[Exercise]
Copy out exactly the lines from the start of the data to the line containing "one JSON-LD block.". Include both.

*** Opening Supplied records ***

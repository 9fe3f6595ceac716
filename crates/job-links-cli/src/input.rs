//! Candidate and JSON-LD input loading.

use std::io::Read;
use std::path::Path;

use crate::error::{CliError, CliResult};

/// Split candidate text into URLs: one per line, blank lines and `#`
/// comments skipped.
pub fn parse_candidate_lines(text: &str) -> Vec<String> {
    text.lines()
        .map(str::trim)
        .filter(|line| !line.is_empty() && !line.starts_with('#'))
        .map(str::to_string)
        .collect()
}

/// Read candidates from a file, or from stdin when `path` is `-`.
pub fn read_candidates(path: &str) -> CliResult<Vec<String>> {
    let text = if path == "-" {
        let mut buf = String::new();
        std::io::stdin().read_to_string(&mut buf)?;
        buf
    } else {
        read_file(Path::new(path))?
    };

    let candidates = parse_candidate_lines(&text);
    tracing::debug!("read {} candidates from {path}", candidates.len());
    Ok(candidates)
}

/// Read each file as one JSON-LD block.
pub fn read_jsonld_blocks<P: AsRef<Path>>(paths: &[P]) -> CliResult<Vec<String>> {
    paths.iter().map(|p| read_file(p.as_ref())).collect()
}

fn read_file(path: &Path) -> CliResult<String> {
    std::fs::read_to_string(path).map_err(|source| CliError::Read {
        path: path.to_path_buf(),
        source,
    })
}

*** Closing Supplied records ***

[Answer to the problem]
repository 9fe3f6595ceac716
filename crates/job-links-cli/src/input.rs
//! Candidate and JSON-LD input loading.

use std::io::Read;
use std::path::Path;

use crate::error::{CliError, CliResult};

/// Split candidate text into URLs: one per line, blank lines and `#`
/// comments skipped.
pub fn parse_candidate_lines(text: &str) -> Vec<String> {
    text.lines()
        .map(str::trim)
        .filter(|line| !line.is_empty() && !line.starts_with('#'))
        .map(str::to_string)
        .collect()
}

/// Read candidates from a file, or from stdin when `path` is `-`.
pub fn read_candidates(path: &str) -> CliResult<Vec<String>> {
    let text = if path == "-" {
        let mut buf = String::new();
        std::io::stdin().read_to_string(&mut buf)?;
        buf
    } else {
        read_file(Path::new(path))?
    };

    let candidates = parse_candidate_lines(&text);
    tracing::debug!("read {} candidates from {path}", candidates.len());
    Ok(candidates)
}

/// Read each file as one JSON-LD block.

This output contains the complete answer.